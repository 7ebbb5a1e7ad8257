use crate::core::{MonitorError, Result};
use chrono::{DateTime, Local};
use plotters::coord::Shift;
use plotters::element::DashedPathElement;
use plotters::prelude::*;
use std::ops::Range;
use std::path::Path;

pub type TimePoint = (DateTime<Local>, f64);

#[derive(Debug, Clone, Copy, PartialEq, Eq)]
pub enum ChartFormat {
    Png,
    Svg,
}

impl ChartFormat {
    pub fn from_path(path: &Path) -> Result<Self> {
        let ext = path
            .extension()
            .and_then(|e| e.to_str())
            .map(str::to_ascii_lowercase)
            .unwrap_or_default();
        match ext.as_str() {
            "png" => Ok(Self::Png),
            "svg" => Ok(Self::Svg),
            _ => Err(MonitorError::UnsupportedOutput(path.display().to_string())),
        }
    }
}

/// Fails before any sampling starts if `path` cannot be rendered: unknown
/// extension, or no usable font for axis labels.
pub fn ensure_available(path: &Path) -> Result<ChartFormat> {
    let format = ChartFormat::from_path(path)?;
    let style = ("sans-serif", 12).into_font().color(&BLACK);
    let drawn_text = match format {
        ChartFormat::Png => {
            let mut buf = vec![0u8; 64 * 32 * 3];
            let root = BitMapBackend::with_buffer(&mut buf, (64, 32)).into_drawing_area();
            let drawn = root.draw_text("42%", &style, (2, 2));
            drawn.map_err(|e| e.to_string())
        }
        ChartFormat::Svg => {
            let mut out = String::new();
            let root = SVGBackend::with_string(&mut out, (64, 32)).into_drawing_area();
            let drawn = root.draw_text("42%", &style, (2, 2));
            drawn.map_err(|e| e.to_string())
        }
    };
    drawn_text.map_err(MonitorError::ChartUnavailable)?;
    Ok(format)
}

/// What to draw. An empty `threads` list gives a single-pane chart.
#[derive(Debug, Clone)]
pub struct ChartSpec {
    pub title: String,
    pub total_label: String,
    pub total: Vec<TimePoint>,
    pub spikes: Vec<DateTime<Local>>,
    pub threads_title: String,
    pub threads: Vec<(String, Vec<TimePoint>)>,
}

impl ChartSpec {
    fn is_two_pane(&self) -> bool {
        !self.threads.is_empty()
    }
}

pub fn render(path: &Path, spec: &ChartSpec) -> Result<()> {
    if spec.total.is_empty() {
        return Err(MonitorError::Chart("no points to draw".to_string()));
    }
    let size = if spec.is_two_pane() { (1400, 1000) } else { (1200, 600) };
    match ChartFormat::from_path(path)? {
        ChartFormat::Png => draw(&BitMapBackend::new(path, size).into_drawing_area(), spec),
        ChartFormat::Svg => draw(&SVGBackend::new(path, size).into_drawing_area(), spec),
    }
}

fn chart_err<E: std::fmt::Display>(e: E) -> MonitorError {
    MonitorError::Chart(e.to_string())
}

fn time_range(points: &[TimePoint]) -> Range<DateTime<Local>> {
    let start = points.iter().map(|p| p.0).min().unwrap_or_else(Local::now);
    let mut end = points.iter().map(|p| p.0).max().unwrap_or(start);
    if end <= start {
        end = start + chrono::Duration::seconds(1);
    }
    start..end
}

fn y_ceiling<'a>(values: impl Iterator<Item = &'a f64>) -> f64 {
    let max = values.copied().fold(0.0f64, f64::max);
    (max * 1.1).max(1.0)
}

fn draw<DB: DrawingBackend>(root: &DrawingArea<DB, Shift>, spec: &ChartSpec) -> Result<()> {
    root.fill(&WHITE).map_err(chart_err)?;
    let mut all_points: Vec<TimePoint> = spec.total.clone();
    for (_, points) in &spec.threads {
        all_points.extend_from_slice(points);
    }
    let range = time_range(&all_points);

    if spec.is_two_pane() {
        let panes = root.split_evenly((2, 1));
        draw_total(&panes[0], spec, range.clone())?;
        draw_threads(&panes[1], spec, range)?;
    } else {
        draw_total(root, spec, range)?;
    }
    root.present().map_err(chart_err)?;
    Ok(())
}

fn draw_total<DB: DrawingBackend>(
    area: &DrawingArea<DB, Shift>,
    spec: &ChartSpec,
    range: Range<DateTime<Local>>,
) -> Result<()> {
    let y_max = y_ceiling(spec.total.iter().map(|p| &p.1));
    let mut chart = ChartBuilder::on(area)
        .caption(&spec.title, ("sans-serif", 22).into_font())
        .margin(10)
        .x_label_area_size(40)
        .y_label_area_size(60)
        .build_cartesian_2d(range, 0f64..y_max)
        .map_err(chart_err)?;
    chart
        .configure_mesh()
        .x_labels(8)
        .x_label_formatter(&|x| x.format("%H:%M:%S").to_string())
        .x_desc("Time")
        .y_desc("CPU Usage (%)")
        .draw()
        .map_err(chart_err)?;

    chart
        .draw_series(spec.spikes.iter().map(|t| {
            DashedPathElement::new(vec![(*t, 0.0), (*t, y_max)], 6, 4, RED.mix(0.6).stroke_width(1))
        }))
        .map_err(chart_err)?;
    chart
        .draw_series(
            AreaSeries::new(spec.total.iter().copied(), 0.0, BLUE.mix(0.3))
                .border_style(BLUE.stroke_width(2)),
        )
        .map_err(chart_err)?
        .label(spec.total_label.as_str())
        .legend(|(x, y)| PathElement::new(vec![(x, y), (x + 20, y)], BLUE.stroke_width(2)));

    chart
        .configure_series_labels()
        .background_style(WHITE.mix(0.8))
        .border_style(BLACK)
        .position(SeriesLabelPosition::UpperRight)
        .draw()
        .map_err(chart_err)?;
    Ok(())
}

fn draw_threads<DB: DrawingBackend>(
    area: &DrawingArea<DB, Shift>,
    spec: &ChartSpec,
    range: Range<DateTime<Local>>,
) -> Result<()> {
    let y_max = y_ceiling(spec.threads.iter().flat_map(|(_, pts)| pts.iter().map(|p| &p.1)));
    let mut chart = ChartBuilder::on(area)
        .caption(&spec.threads_title, ("sans-serif", 18).into_font())
        .margin(10)
        .x_label_area_size(40)
        .y_label_area_size(60)
        .build_cartesian_2d(range, 0f64..y_max)
        .map_err(chart_err)?;
    chart
        .configure_mesh()
        .x_labels(8)
        .x_label_formatter(&|x| x.format("%H:%M:%S").to_string())
        .x_desc("Time")
        .y_desc("CPU Usage (%)")
        .draw()
        .map_err(chart_err)?;

    for (i, (name, points)) in spec.threads.iter().enumerate() {
        let color = Palette99::pick(i).to_rgba();
        chart
            .draw_series(LineSeries::new(points.iter().copied(), color.stroke_width(2)))
            .map_err(chart_err)?
            .label(name.as_str())
            .legend(move |(x, y)| PathElement::new(vec![(x, y), (x + 20, y)], color.stroke_width(2)));
    }
    chart
        .configure_series_labels()
        .background_style(WHITE.mix(0.8))
        .border_style(BLACK)
        .position(SeriesLabelPosition::UpperRight)
        .label_font(("sans-serif", 12))
        .draw()
        .map_err(chart_err)?;
    Ok(())
}

#[cfg(test)]
mod tests {
    use super::*;

    #[test]
    fn format_follows_extension() {
        assert_eq!(ChartFormat::from_path(Path::new("a/cpu.PNG")).unwrap(), ChartFormat::Png);
        assert_eq!(ChartFormat::from_path(Path::new("cpu.svg")).unwrap(), ChartFormat::Svg);
        assert!(matches!(
            ChartFormat::from_path(Path::new("cpu.jpg")),
            Err(MonitorError::UnsupportedOutput(_))
        ));
        assert!(ChartFormat::from_path(Path::new("cpu")).is_err());
    }

    #[test]
    fn unsupported_output_fails_the_startup_check() {
        assert!(ensure_available(Path::new("out.bmpx")).is_err());
    }

    #[test]
    fn single_point_range_is_widened() {
        let t = Local::now();
        let r = time_range(&[(t, 3.0)]);
        assert!(r.end > r.start);
    }

    #[test]
    fn ceiling_has_headroom_and_floor() {
        assert!((y_ceiling([10.0, 50.0].iter()) - 55.0).abs() < 1e-9);
        assert_eq!(y_ceiling([0.0].iter()), 1.0);
    }
}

◇ ◇ ◇ ◇ ◇

» What needs to be done
Look through the entries above and say how many lines contain "Debug", giving nothing but the number.

» Result for this exercise
2